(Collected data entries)

Segment Open

use super::{BitsetScheduler, Context, Scheduler, VertexProgram};
use crate::{data::DataGraph, types::VId};
use log::{debug, info};
use rayon::prelude::*;
use std::{ops::Range, time::Instant};

#[derive(Debug, Clone, PartialEq)]
pub struct EngineConfig {
    /// Maximum number of iterations.
    pub niters: usize,
    /// Only visit the vertices scheduled by the program.
    pub scheduler: bool,
    /// Number of windows the id space is split into.
    pub windows: usize,
    /// Update the vertices of a window that have no neighbor in it in parallel.
    pub parallel: bool,
}

impl Default for EngineConfig {
    fn default() -> Self {
        Self {
            niters: 1000,
            scheduler: false,
            windows: 1,
            parallel: true,
        }
    }
}

#[derive(Debug, Default, Clone, Copy, PartialEq)]
pub struct RunStats {
    pub iterations: usize,
    pub updates: usize,
}

pub struct Engine<'a> {
    graph: &'a DataGraph,
    config: EngineConfig,
}

impl<'a> Engine<'a> {
    pub fn new(graph: &'a DataGraph, config: EngineConfig) -> Self {
        Self { graph, config }
    }

    /// Run `program` until it asks to stop, nothing is scheduled any more, or
    /// `niters` iterations have been done.
    pub fn run<P: VertexProgram>(&self, program: &mut P) -> RunStats {
        let windows = split_windows(self.graph.num_vertices(), self.config.windows);
        let mut scheduler = if self.config.scheduler {
            let scheduler = BitsetScheduler::new(self.graph);
            scheduler.schedule_all();
            Some(scheduler)
        } else {
            None
        };
        let mut stats = RunStats::default();
        for iteration in 0..self.config.niters {
            if let Some(scheduler) = scheduler.as_mut() {
                if iteration > 0 {
                    scheduler.advance();
                }
                if scheduler.num_pending() == 0 {
                    info!("nothing scheduled before iteration {}", iteration);
                    break;
                }
            }
            let time_now = Instant::now();
            let mut ctx = Context::new(
                iteration,
                scheduler.as_ref().map(|s| s as &dyn Scheduler),
            );
            program.before_iteration(iteration, &mut ctx);
            let mut updates = 0;
            for window in &windows {
                program.before_window(window.clone(), &mut ctx);
                updates += self.execute_window(&*program, window.clone(), &ctx);
                program.after_window(window.clone(), &mut ctx);
            }
            program.after_iteration(iteration, &mut ctx);
            stats.iterations += 1;
            stats.updates += updates;
            info!(
                "iteration {}: {} updates in {}ms",
                iteration,
                updates,
                time_now.elapsed().as_millis()
            );
            if ctx.last_iteration().map_or(false, |last| last <= iteration) {
                break;
            }
        }
        stats
    }

    /// Returns the number of updates.
    fn execute_window<P: VertexProgram>(
        &self,
        program: &P,
        window: Range<VId>,
        ctx: &Context,
    ) -> usize {
        let active: Vec<VId> = window
            .clone()
            .filter(|&vid| ctx.scheduler().map_or(true, |s| s.is_scheduled(vid)))
            .collect();
        if !self.config.parallel {
            for &vid in &active {
                program.update(&mut self.graph.vertex(vid), ctx);
            }
            return active.len();
        }
        let (critical, independent): (Vec<VId>, Vec<VId>) = active
            .iter()
            .partition(|&&vid| self.is_critical(vid, &window));
        debug!(
            "window {:?}: {} parallel, {} sequential",
            window,
            independent.len(),
            critical.len()
        );
        independent
            .par_iter()
            .for_each(|&vid| program.update(&mut self.graph.vertex(vid), ctx));
        for &vid in &critical {
            program.update(&mut self.graph.vertex(vid), ctx);
        }
        active.len()
    }

    /// A vertex is critical if one of its neighbors lies in the same window.
    fn is_critical(&self, vid: VId, window: &Range<VId>) -> bool {
        self.graph
            .out_neighbors(vid)
            .iter()
            .chain(self.graph.in_neighbors(vid))
            .any(|&n| n != vid && window.contains(&n))
    }
}

/// Split `0..num_vertices` into at most `count` windows of about the same size.
fn split_windows(num_vertices: usize, count: usize) -> Vec<Range<VId>> {
    let count = count.max(1).min(num_vertices.max(1));
    let size = num_vertices / count + (num_vertices % count != 0) as usize;
    (0..num_vertices)
        .step_by(size.max(1))
        .map(|start| start..(start + size).min(num_vertices))
        .collect()
}

#[cfg(test)]
mod tests {
    use super::*;
    use crate::engine::{Edge, Vertex};
    use std::sync::atomic::{AtomicUsize, Ordering};

    #[test]
    fn test_split_windows() {
        assert_eq!(split_windows(0, 3), Vec::<Range<VId>>::new());
        assert_eq!(split_windows(5, 1), vec![0..5]);
        assert_eq!(split_windows(5, 2), vec![0..3, 3..5]);
        assert_eq!(split_windows(2, 8), vec![0..1, 1..2]);
        assert_eq!(split_windows(10, 0), vec![0..10]);
    }

    /// Propagates the minimum label along the arcs of a chain, one hop per
    /// update, and stops when a whole iteration changes nothing.
    struct MinLabel {
        changes: AtomicUsize,
        windows: usize,
    }

    impl VertexProgram for MinLabel {
        fn update<V: Vertex>(&self, vertex: &mut V, ctx: &Context) {
            let min = vertex
                .in_edges()
                .map(|e| e.data())
                .chain(std::iter::once(vertex.label()))
                .min()
                .unwrap();
            if ctx.iteration() == 0 || min < vertex.label() {
                vertex.set_label(min);
                for e in vertex.out_edges() {
                    e.set_data(min);
                    if let Some(scheduler) = ctx.scheduler() {
                        scheduler.schedule_vertex(e.vertex_id(), false);
                    }
                }
                self.changes.fetch_add(1, Ordering::Relaxed);
            }
        }

        fn before_iteration(&mut self, _iteration: usize, _ctx: &mut Context) {
            self.changes.store(0, Ordering::Relaxed);
        }

        fn after_iteration(&mut self, iteration: usize, ctx: &mut Context) {
            if self.changes.load(Ordering::Relaxed) == 0 {
                ctx.set_last_iteration(iteration);
            }
        }

        fn before_window(&mut self, _window: Range<VId>, _ctx: &mut Context) {
            self.windows += 1;
        }
    }

    fn chain() -> DataGraph {
        DataGraph::new(
            vec![(0, 9), (1, 8), (2, 7), (3, 1), (4, 6), (5, 5)],
            vec![(0, 1), (1, 2), (2, 3), (3, 4), (4, 5)],
        )
    }

    fn run(config: EngineConfig) -> (Vec<i64>, RunStats, usize) {
        let graph = chain();
        let mut program = MinLabel {
            changes: AtomicUsize::new(0),
            windows: 0,
        };
        let stats = Engine::new(&graph, config).run(&mut program);
        (
            (0..graph.num_vertices()).map(|v| graph.vlabel(v)).collect(),
            stats,
            program.windows,
        )
    }

    #[test]
    fn test_run_sequential() {
        let (labels, stats, windows) = run(EngineConfig {
            parallel: false,
            ..EngineConfig::default()
        });
        assert_eq!(labels, vec![9, 8, 7, 1, 1, 1]);
        // Asynchronous updates carry the minimum down the chain in one pass.
        assert_eq!(stats.iterations, 2);
        assert_eq!(stats.updates, 12);
        assert_eq!(windows, 2);
    }

    #[test]
    fn test_run_parallel_windows() {
        let (labels, stats, windows) = run(EngineConfig {
            windows: 3,
            ..EngineConfig::default()
        });
        assert_eq!(labels, vec![9, 8, 7, 1, 1, 1]);
        assert_eq!(stats.iterations, 2);
        assert_eq!(windows, 6);
    }

    #[test]
    fn test_run_scheduler() {
        let (labels, stats, _) = run(EngineConfig {
            scheduler: true,
            ..EngineConfig::default()
        });
        assert_eq!(labels, vec![9, 8, 7, 1, 1, 1]);
        assert!(stats.updates < 12);
    }

    #[test]
    fn test_niters() {
        let (_, stats, _) = run(EngineConfig {
            niters: 1,
            ..EngineConfig::default()
        });
        assert_eq!(stats.iterations, 1);
        assert_eq!(stats.updates, 6);
    }
}
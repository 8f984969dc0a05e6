use std::any::Any;
use std::panic::{catch_unwind, AssertUnwindSafe};
use std::time::Duration;

use rdkafka::error::{KafkaError, RDKafkaErrorCode};
use rdkafka::message::{Header, OwnedHeaders};
use rdkafka::producer::{FutureProducer, FutureRecord, Producer};
use thiserror::Error;
use tokio_util::sync::CancellationToken;
use tracing::{debug, error, info, warn};

use crate::config::{ConfigError, KafkaConfig, ProducerConfig};
use crate::message::BrokerMessage;

pub const KAFKA_MESSAGES_PRODUCED: &str = "kafka_producer_messages_produced_total";
pub const KAFKA_PRODUCER_ERRORS: &str = "kafka_producer_errors_total";

#[derive(Error, Debug)]
pub enum ProducerError {
    #[error("invalid producer configuration: {0}")]
    Config(#[from] ConfigError),
    #[error("Kafka error: {0}")]
    Kafka(#[from] KafkaError),
    #[error("kafka client constructor panicked: {0}")]
    Construction(String),
    #[error("failed to produce to {topic}:{partition}: {source}")]
    ProduceFailed {
        topic: String,
        partition: i32,
        source: KafkaError,
    },
    #[error("topic {0} not found in cluster metadata")]
    UnknownTopic(String),
}

/// Runs a client constructor, turning a panic inside it into an error.
///
/// The native client can abort construction in ways rdkafka surfaces as a panic
/// rather than an `Err`, and a producer that fails to build must never take the
/// process down with it.
pub fn guarded_create<T>(
    create: impl FnOnce() -> Result<T, KafkaError>,
) -> Result<T, ProducerError> {
    match catch_unwind(AssertUnwindSafe(create)) {
        Ok(created) => created.map_err(ProducerError::Kafka),
        Err(panic) => {
            let reason = panic_reason(panic.as_ref());
            error!("kafka client constructor panicked: {}", reason);
            Err(ProducerError::Construction(reason))
        }
    }
}

/// Partition to pin a record to. Any negative id leaves placement to librdkafka's
/// partitioner; zero and above are explicit targets.
fn target_partition(partition: i32) -> Option<i32> {
    (partition >= 0).then_some(partition)
}

fn panic_reason(panic: &(dyn Any + Send)) -> String {
    if let Some(reason) = panic.downcast_ref::<&str>() {
        reason.to_string()
    } else if let Some(reason) = panic.downcast_ref::<String>() {
        reason.clone()
    } else {
        "unknown panic".to_string()
    }
}

/// Producer that confirms every message before moving on to the next one.
pub struct KafkaProducer {
    producer: FutureProducer,
    topic: String,
    flush_timeout: Duration,
}

impl KafkaProducer {
    pub fn new(
        common_config: &KafkaConfig,
        producer_config: &ProducerConfig,
    ) -> Result<Self, ProducerError> {
        let mut client_config = common_config.client_config()?;
        producer_config.apply(common_config, &mut client_config)?;

        let producer: FutureProducer = guarded_create(|| client_config.create())?;

        info!(
            "Created producer for {} (default topic {})",
            common_config.kafka_hosts, producer_config.kafka_producer_topic
        );

        Ok(Self {
            producer,
            topic: producer_config.kafka_producer_topic.clone(),
            flush_timeout: producer_config.flush_timeout(common_config),
        })
    }

    pub fn default_topic(&self) -> &str {
        &self.topic
    }

    /// Sends `messages` one by one, waiting for each delivery report.
    ///
    /// Messages without a topic go to the default topic, and a negative partition
    /// leaves placement to librdkafka's partitioner. The first failed delivery
    /// stops the batch; earlier messages stay written. Cancellation returns
    /// `Ok(())` right away without sending what is left. A delivery channel that
    /// closes without a report counts as delivered.
    pub async fn produce(
        &self,
        cancel: &CancellationToken,
        messages: impl IntoIterator<Item = BrokerMessage>,
    ) -> Result<(), ProducerError> {
        for message in messages {
            if cancel.is_cancelled() {
                debug!("Produce cancelled, skipping the rest of the batch");
                return Ok(());
            }

            let topic = if message.topic.is_empty() {
                self.topic.as_str()
            } else {
                message.topic.as_str()
            };
            let partition = target_partition(message.partition);

            let headers = (!message.headers.is_empty()).then(|| {
                message.headers.iter().fold(
                    OwnedHeaders::new_with_capacity(message.headers.len()),
                    |headers, (key, value)| {
                        headers.insert(Header {
                            key,
                            value: Some(value.as_slice()),
                        })
                    },
                )
            });

            let record: FutureRecord<'_, [u8], [u8]> = FutureRecord {
                topic,
                partition,
                payload: message.value(),
                key: message.key(),
                timestamp: message.timestamp,
                headers,
            };

            let produce_failed = |source| {
                metrics::counter!(KAFKA_PRODUCER_ERRORS).increment(1);
                ProducerError::ProduceFailed {
                    topic: topic.to_string(),
                    partition: message.partition,
                    source,
                }
            };

            let delivery = self
                .producer
                .send_result(record)
                .map_err(|(e, _)| produce_failed(e))?;

            tokio::select! {
                biased;

                _ = cancel.cancelled() => {
                    debug!("Produce cancelled while waiting for delivery to {}", topic);
                    return Ok(());
                }

                report = delivery => match report {
                    Ok(Ok(_)) => {
                        metrics::counter!(KAFKA_MESSAGES_PRODUCED).increment(1);
                    }
                    Ok(Err((e, _))) => {
                        error!("Failed to produce to {}: {}", topic, e);
                        return Err(produce_failed(e));
                    }
                    Err(_) => {
                        // The report channel closed without a result
                        warn!("Delivery report for {} was dropped, assuming delivered", topic);
                    }
                }
            }
        }

        Ok(())
    }

    /// Partition ids of `topic`, sorted, as passed to `get_partition`
    pub fn topic_partitions(
        &self,
        topic: &str,
        timeout: Duration,
    ) -> Result<Vec<i32>, ProducerError> {
        let metadata = self.producer.client().fetch_metadata(Some(topic), timeout)?;

        let Some(topic_metadata) = metadata.topics().iter().find(|t| t.name() == topic) else {
            return Err(ProducerError::UnknownTopic(topic.to_string()));
        };

        if let Some(err) = topic_metadata.error() {
            return Err(KafkaError::MetadataFetch(RDKafkaErrorCode::from(err)).into());
        }

        let mut partitions: Vec<i32> = topic_metadata.partitions().iter().map(|p| p.id()).collect();
        partitions.sort_unstable();
        Ok(partitions)
    }

    pub fn flush(&self, timeout: Duration) -> Result<(), ProducerError> {
        self.producer.flush(timeout)?;
        Ok(())
    }

    /// Flushes buffered messages, bounded by the linger time plus a grace period,
    /// then drops the connection.
    pub fn close(self) -> Result<(), ProducerError> {
        info!("Flushing producer for {} before close", self.topic);
        if let Err(e) = self.producer.flush(self.flush_timeout) {
            warn!("Failed to flush producer on close: {}", e);
            metrics::counter!(KAFKA_PRODUCER_ERRORS, "error" => "flush").increment(1);
            return Err(e.into());
        }
        Ok(())
    }
}

#[cfg(test)]
mod tests {
    use super::*;
    use crate::message::PARTITION_ANY;
    use crate::test::{create_mock_kafka, high_watermark, kafka_config, producer_config};

    #[test]
    fn test_panicking_constructor_is_an_error() {
        let result = guarded_create::<FutureProducer>(|| panic!("constructor blew up"));

        match result {
            Err(ProducerError::Construction(reason)) => {
                assert_eq!(reason, "constructor blew up")
            }
            Err(other) => panic!("expected a construction error, got {other:?}"),
            Ok(_) => panic!("expected a construction error, got a producer"),
        }
    }

    #[test]
    fn test_formatted_panic_reason() {
        let id = 7;
        let result = guarded_create::<FutureProducer>(|| panic!("broker {id} refused"));

        assert!(matches!(
            result,
            Err(ProducerError::Construction(reason)) if reason == "broker 7 refused"
        ));
    }

    #[test]
    fn test_invalid_client_configuration() {
        let mut common = kafka_config("127.0.0.1:1");
        common.kafka_compression_codec = "definitely-not-a-codec".to_string();

        let result = KafkaProducer::new(&common, &producer_config("events"));
        assert!(matches!(result, Err(ProducerError::Kafka(_))));
    }

    #[test]
    fn test_invalid_kafka_config_is_rejected_before_connecting() {
        let mut common = kafka_config("127.0.0.1:1");
        common.kafka_auth_type = "plain".to_string();

        let result = KafkaProducer::new(&common, &producer_config("events"));
        assert!(matches!(
            result,
            Err(ProducerError::Config(ConfigError::MissingCredentials(_)))
        ));
    }

    #[test]
    fn test_unknown_partitioner_is_rejected() {
        let mut config = producer_config("events");
        config.kafka_producer_partitioner = Some("round-robin".to_string());

        let result = KafkaProducer::new(&kafka_config("127.0.0.1:1"), &config);
        assert!(matches!(
            result,
            Err(ProducerError::Config(ConfigError::UnknownPartitioner(_)))
        ));
    }

    #[test]
    fn test_target_partition() {
        assert_eq!(target_partition(PARTITION_ANY), None);
        assert_eq!(target_partition(-7), None);
        assert_eq!(target_partition(0), Some(0));
        assert_eq!(target_partition(3), Some(3));
    }

    #[tokio::test]
    async fn test_cancelled_produce_sends_nothing() {
        let (cluster, config) = create_mock_kafka("events", 1);
        let producer = KafkaProducer::new(&config, &producer_config("events")).unwrap();
        let cancel = CancellationToken::new();
        cancel.cancel();

        let messages = vec![
            BrokerMessage::new(None, Some(b"one".to_vec())).with_partition(0),
            BrokerMessage::new(None, Some(b"two".to_vec())).with_partition(0),
        ];
        producer.produce(&cancel, messages).await.unwrap();
        producer.close().unwrap();

        assert_eq!(high_watermark(&cluster.bootstrap_servers(), "events", 0), 0);
    }
}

Segment Closed

▸ **REQUIREMENT**
Could you please retype the lines from the start of the data through the line with "pub struct EngineConfig", both included, and nothing else?

▸ **EXERCISE OUTPUT**
use super::{BitsetScheduler, Context, Scheduler, VertexProgram};
use crate::{data::DataGraph, types::VId};
use log::{debug, info};
use rayon::prelude::*;
use std::{ops::Range, time::Instant};

#[derive(Debug, Clone, PartialEq)]
pub struct EngineConfig {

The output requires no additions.